What to produce — Go through the entries below and work out how many lines include "Serialize". Answer with the number only.
-- Information given follows --
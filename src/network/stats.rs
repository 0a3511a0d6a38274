//! Network counters
//!
//! Cumulative counters updated lock-free by every loop; `snapshot()` gives a
//! plain copy for logging or tests.

use std::sync::atomic::{AtomicU64, Ordering};

#[derive(Debug, Default)]
pub struct NetworkStats {
    frames_received: AtomicU64,
    frames_sent: AtomicU64,
    send_failures: AtomicU64,
    protocol_violations: AtomicU64,
    bans_applied: AtomicU64,
    queue_overflows: AtomicU64,
}

/// Point-in-time copy of [`NetworkStats`]
#[derive(Debug, Clone, Copy, Default, PartialEq, Eq)]
pub struct NetworkStatsSnapshot {
    pub frames_received: u64,
    pub frames_sent: u64,
    pub send_failures: u64,
    pub protocol_violations: u64,
    pub bans_applied: u64,
    pub queue_overflows: u64,
}

impl NetworkStats {
    pub fn new() -> Self {
        Self::default()
    }

    pub fn record_frame_received(&self) {
        self.frames_received.fetch_add(1, Ordering::Relaxed);
    }

    pub fn record_frame_sent(&self) {
        self.frames_sent.fetch_add(1, Ordering::Relaxed);
    }

    pub fn record_send_failure(&self) {
        self.send_failures.fetch_add(1, Ordering::Relaxed);
    }

    pub fn record_violation(&self) {
        self.protocol_violations.fetch_add(1, Ordering::Relaxed);
    }

    pub fn record_ban(&self) {
        self.bans_applied.fetch_add(1, Ordering::Relaxed);
    }

    pub fn record_queue_overflow(&self) {
        self.queue_overflows.fetch_add(1, Ordering::Relaxed);
    }

    pub fn snapshot(&self) -> NetworkStatsSnapshot {
        NetworkStatsSnapshot {
            frames_received: self.frames_received.load(Ordering::Relaxed),
            frames_sent: self.frames_sent.load(Ordering::Relaxed),
            send_failures: self.send_failures.load(Ordering::Relaxed),
            protocol_violations: self.protocol_violations.load(Ordering::Relaxed),
            bans_applied: self.bans_applied.load(Ordering::Relaxed),
            queue_overflows: self.queue_overflows.load(Ordering::Relaxed),
        }
    }
}
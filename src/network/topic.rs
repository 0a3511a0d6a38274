//! Logical peer channels
//!
//! Every topic listens on its own port and keeps its own connection table.

use serde::{Deserialize, Serialize};
use std::fmt;

#[derive(Debug, Clone, Copy, PartialEq, Eq, Hash, PartialOrd, Ord, Serialize, Deserialize)]
pub enum Topic {
    NonceBroadcast,
    SelfNonce,
    Transactions,
    BlockSync,
    Rpc,
}

impl Topic {
    pub const ALL: [Topic; 5] = [
        Topic::NonceBroadcast,
        Topic::SelfNonce,
        Topic::Transactions,
        Topic::BlockSync,
        Topic::Rpc,
    ];

    /// Two-byte channel tag
    pub fn tag(self) -> [u8; 2] {
        match self {
            Topic::NonceBroadcast => *b"NB",
            Topic::SelfNonce => *b"SN",
            Topic::Transactions => *b"TX",
            Topic::BlockSync => *b"BS",
            Topic::Rpc => *b"RP",
        }
    }

    pub fn from_tag(tag: [u8; 2]) -> Option<Topic> {
        Topic::ALL.into_iter().find(|t| t.tag() == tag)
    }
}

impl fmt::Display for Topic {
    fn fmt(&self, f: &mut fmt::Formatter<'_>) -> fmt::Result {
        let name = match self {
            Topic::NonceBroadcast => "nonce-broadcast",
            Topic::SelfNonce => "self-nonce",
            Topic::Transactions => "transactions",
            Topic::BlockSync => "block-sync",
            Topic::Rpc => "rpc",
        };
        f.write_str(name)
    }
}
-- Information given concluded --
Task output — 2